*** Records supplied ***
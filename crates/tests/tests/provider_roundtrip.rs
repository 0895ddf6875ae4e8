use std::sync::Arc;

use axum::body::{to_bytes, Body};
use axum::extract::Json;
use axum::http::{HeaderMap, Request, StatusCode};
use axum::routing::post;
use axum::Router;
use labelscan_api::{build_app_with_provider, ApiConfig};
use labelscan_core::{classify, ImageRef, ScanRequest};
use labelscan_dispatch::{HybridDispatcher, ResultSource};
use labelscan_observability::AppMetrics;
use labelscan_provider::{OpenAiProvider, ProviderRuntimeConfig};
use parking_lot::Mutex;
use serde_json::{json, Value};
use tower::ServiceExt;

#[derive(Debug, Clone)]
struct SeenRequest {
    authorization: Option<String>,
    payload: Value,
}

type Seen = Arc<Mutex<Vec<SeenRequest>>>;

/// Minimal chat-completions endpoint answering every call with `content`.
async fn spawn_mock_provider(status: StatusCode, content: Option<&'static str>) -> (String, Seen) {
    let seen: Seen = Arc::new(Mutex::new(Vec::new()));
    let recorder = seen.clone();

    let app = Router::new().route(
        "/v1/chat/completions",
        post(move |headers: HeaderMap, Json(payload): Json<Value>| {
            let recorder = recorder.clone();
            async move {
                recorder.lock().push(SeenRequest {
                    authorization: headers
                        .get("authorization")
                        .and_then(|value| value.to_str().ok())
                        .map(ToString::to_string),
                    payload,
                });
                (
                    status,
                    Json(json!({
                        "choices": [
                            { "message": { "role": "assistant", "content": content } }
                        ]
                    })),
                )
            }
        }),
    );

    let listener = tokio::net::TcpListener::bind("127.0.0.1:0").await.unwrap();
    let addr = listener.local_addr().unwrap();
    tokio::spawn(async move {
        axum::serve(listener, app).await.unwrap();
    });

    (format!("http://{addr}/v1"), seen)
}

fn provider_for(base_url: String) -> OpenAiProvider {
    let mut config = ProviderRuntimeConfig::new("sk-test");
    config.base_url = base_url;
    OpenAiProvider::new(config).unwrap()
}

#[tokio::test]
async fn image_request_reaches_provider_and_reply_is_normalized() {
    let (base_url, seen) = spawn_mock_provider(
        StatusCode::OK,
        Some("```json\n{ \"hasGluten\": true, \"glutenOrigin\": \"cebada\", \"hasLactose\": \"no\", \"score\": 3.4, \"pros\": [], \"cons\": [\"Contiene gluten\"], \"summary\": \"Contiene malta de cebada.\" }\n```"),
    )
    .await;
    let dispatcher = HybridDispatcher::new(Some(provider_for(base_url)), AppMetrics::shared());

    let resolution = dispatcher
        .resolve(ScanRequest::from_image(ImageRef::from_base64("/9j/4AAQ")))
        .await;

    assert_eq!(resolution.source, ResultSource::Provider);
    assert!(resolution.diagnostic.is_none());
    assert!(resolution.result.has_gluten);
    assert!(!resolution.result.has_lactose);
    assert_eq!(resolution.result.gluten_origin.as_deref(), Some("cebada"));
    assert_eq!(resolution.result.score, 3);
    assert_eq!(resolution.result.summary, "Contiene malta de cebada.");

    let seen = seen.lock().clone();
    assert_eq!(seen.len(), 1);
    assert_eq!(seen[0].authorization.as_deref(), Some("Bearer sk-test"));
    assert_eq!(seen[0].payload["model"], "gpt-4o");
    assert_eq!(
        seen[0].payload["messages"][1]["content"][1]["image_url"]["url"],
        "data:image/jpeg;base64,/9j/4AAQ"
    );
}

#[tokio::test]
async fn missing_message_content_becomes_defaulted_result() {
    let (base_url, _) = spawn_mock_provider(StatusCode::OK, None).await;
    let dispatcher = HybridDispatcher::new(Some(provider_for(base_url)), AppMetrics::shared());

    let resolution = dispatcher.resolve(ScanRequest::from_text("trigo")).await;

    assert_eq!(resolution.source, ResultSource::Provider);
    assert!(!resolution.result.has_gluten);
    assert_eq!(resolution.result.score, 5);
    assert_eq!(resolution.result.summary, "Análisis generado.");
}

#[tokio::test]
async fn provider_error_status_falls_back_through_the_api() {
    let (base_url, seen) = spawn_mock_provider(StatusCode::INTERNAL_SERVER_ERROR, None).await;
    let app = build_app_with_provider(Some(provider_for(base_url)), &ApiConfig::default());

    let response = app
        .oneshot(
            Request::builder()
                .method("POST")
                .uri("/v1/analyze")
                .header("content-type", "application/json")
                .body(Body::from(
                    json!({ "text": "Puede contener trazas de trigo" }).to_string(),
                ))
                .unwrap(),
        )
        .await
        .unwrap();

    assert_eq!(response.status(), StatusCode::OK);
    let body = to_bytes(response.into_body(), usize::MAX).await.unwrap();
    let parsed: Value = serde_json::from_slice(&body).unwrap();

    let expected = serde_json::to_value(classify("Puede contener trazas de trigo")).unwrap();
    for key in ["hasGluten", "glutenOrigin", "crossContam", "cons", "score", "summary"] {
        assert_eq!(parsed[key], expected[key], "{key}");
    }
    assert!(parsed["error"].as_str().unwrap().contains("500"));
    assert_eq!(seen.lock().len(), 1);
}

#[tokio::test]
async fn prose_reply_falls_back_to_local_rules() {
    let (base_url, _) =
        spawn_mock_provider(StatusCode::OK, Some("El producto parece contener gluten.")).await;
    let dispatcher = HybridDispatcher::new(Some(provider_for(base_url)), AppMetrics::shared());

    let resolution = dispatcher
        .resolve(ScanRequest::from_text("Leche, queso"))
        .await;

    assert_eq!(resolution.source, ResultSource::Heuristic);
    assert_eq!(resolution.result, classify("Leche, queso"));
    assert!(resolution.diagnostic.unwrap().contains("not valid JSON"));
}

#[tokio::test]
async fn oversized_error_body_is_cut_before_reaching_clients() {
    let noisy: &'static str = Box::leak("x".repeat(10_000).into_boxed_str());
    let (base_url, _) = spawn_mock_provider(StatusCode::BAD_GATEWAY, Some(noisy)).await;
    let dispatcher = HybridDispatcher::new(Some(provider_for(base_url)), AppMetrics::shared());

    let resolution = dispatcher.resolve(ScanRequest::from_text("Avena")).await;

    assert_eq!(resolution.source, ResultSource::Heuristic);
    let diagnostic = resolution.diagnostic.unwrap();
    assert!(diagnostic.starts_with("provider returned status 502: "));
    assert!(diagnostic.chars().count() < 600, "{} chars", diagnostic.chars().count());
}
*** End of Records supplied ***
*** Records supplied ***
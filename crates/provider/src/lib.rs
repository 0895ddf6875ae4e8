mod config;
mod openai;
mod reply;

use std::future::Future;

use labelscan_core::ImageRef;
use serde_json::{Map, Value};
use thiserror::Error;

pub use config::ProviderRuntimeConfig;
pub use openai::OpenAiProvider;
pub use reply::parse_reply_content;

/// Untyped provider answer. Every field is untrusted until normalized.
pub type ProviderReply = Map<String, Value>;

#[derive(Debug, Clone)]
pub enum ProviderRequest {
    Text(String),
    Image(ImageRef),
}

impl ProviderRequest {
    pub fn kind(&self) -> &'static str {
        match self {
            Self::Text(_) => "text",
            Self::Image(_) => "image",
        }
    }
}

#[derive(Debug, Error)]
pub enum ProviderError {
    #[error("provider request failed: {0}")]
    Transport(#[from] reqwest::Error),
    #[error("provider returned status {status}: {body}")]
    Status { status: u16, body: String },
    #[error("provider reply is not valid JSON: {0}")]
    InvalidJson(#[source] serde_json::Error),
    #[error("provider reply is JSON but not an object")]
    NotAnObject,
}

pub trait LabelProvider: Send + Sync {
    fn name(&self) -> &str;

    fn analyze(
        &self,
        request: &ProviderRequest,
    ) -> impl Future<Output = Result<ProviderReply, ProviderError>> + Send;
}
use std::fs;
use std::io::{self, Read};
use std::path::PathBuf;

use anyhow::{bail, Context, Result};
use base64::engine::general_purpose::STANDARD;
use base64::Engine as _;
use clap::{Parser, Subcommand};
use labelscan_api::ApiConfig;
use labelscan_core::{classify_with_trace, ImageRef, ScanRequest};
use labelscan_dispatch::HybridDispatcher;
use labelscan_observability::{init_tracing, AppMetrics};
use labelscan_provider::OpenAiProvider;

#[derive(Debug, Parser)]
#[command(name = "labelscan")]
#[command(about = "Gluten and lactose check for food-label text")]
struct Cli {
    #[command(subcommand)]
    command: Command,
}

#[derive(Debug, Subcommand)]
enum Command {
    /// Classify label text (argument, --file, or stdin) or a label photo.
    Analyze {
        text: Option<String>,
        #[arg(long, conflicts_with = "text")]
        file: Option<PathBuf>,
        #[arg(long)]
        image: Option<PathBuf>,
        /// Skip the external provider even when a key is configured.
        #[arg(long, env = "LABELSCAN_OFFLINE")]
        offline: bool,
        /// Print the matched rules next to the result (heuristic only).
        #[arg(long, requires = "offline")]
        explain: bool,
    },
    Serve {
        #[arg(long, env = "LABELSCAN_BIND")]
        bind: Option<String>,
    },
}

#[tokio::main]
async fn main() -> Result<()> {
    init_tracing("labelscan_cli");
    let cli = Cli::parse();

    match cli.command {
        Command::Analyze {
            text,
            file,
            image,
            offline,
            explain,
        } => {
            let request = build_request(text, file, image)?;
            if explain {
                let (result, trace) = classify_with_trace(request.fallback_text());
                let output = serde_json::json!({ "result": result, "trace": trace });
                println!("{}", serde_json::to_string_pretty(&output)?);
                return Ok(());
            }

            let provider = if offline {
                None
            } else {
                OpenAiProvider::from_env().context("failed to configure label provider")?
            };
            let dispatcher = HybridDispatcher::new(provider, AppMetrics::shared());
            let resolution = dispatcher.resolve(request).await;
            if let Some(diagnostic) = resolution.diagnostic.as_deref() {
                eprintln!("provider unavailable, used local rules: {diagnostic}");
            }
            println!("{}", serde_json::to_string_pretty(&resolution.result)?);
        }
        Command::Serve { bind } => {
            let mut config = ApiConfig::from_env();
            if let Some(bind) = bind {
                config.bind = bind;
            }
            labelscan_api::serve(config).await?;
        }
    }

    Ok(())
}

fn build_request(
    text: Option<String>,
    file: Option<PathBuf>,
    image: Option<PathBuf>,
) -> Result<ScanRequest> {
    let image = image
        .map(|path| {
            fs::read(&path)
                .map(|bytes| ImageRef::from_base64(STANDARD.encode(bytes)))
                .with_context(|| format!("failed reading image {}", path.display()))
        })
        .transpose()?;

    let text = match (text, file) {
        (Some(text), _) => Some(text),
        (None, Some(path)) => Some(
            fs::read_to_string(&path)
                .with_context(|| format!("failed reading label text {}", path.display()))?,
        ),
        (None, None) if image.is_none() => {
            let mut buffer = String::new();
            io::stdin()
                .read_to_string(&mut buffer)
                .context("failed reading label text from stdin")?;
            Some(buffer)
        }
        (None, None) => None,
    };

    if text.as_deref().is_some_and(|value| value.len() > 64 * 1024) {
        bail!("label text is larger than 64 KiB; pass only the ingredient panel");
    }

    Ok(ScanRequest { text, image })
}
*** End of Records supplied ***
*** Records supplied ***
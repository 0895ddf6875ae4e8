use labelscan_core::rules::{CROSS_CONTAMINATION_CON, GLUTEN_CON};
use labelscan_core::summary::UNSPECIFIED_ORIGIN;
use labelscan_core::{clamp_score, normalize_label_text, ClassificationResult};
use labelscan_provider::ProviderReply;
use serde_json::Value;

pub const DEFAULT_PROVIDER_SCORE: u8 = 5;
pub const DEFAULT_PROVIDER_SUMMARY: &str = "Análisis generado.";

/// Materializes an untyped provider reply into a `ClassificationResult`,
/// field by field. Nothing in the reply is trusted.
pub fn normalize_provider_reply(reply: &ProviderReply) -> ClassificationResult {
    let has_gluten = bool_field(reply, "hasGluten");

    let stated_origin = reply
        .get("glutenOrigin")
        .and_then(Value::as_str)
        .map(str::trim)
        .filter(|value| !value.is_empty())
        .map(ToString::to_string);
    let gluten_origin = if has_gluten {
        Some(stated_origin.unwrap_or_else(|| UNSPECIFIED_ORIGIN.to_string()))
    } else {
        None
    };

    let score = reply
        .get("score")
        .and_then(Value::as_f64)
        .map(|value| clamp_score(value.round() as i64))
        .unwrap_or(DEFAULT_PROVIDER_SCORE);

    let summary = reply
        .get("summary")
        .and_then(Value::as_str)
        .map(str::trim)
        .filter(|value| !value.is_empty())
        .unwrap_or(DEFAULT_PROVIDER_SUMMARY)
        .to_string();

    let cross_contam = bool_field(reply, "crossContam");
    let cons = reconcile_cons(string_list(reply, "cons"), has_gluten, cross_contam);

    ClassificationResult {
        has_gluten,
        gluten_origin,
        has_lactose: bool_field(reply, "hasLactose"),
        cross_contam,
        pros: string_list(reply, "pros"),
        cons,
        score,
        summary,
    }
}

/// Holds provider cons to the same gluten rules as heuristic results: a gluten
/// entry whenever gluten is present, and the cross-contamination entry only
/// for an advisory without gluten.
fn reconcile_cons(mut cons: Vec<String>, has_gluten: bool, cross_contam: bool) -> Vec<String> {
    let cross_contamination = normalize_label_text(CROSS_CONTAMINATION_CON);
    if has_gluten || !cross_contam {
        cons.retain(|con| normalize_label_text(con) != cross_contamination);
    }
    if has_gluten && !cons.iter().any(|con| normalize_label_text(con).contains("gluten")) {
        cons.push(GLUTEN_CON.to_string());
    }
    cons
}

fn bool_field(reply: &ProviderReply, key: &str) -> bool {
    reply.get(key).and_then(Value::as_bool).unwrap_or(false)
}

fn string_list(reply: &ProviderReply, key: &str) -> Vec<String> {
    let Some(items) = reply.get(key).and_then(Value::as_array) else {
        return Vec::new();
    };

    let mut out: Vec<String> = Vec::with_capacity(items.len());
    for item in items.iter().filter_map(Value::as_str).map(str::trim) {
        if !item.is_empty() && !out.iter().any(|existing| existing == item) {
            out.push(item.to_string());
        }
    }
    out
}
*** End of Records supplied ***
## Required work:
An exact copy of the lines above, from the one containing "pub use config::ProviderRuntimeConfig;" through the one containing "#[derive(Debug, Error)]", is the whole of the answer.

## Result of this task:
pub use config::ProviderRuntimeConfig;
pub use openai::OpenAiProvider;
pub use reply::parse_reply_content;

/// Untyped provider answer. Every field is untrusted until normalized.
pub type ProviderReply = Map<String, Value>;

#[derive(Debug, Clone)]
pub enum ProviderRequest {
    Text(String),
    Image(ImageRef),
}

impl ProviderRequest {
    pub fn kind(&self) -> &'static str {
        match self {
            Self::Text(_) => "text",
            Self::Image(_) => "image",
        }
    }
}

#[derive(Debug, Error)]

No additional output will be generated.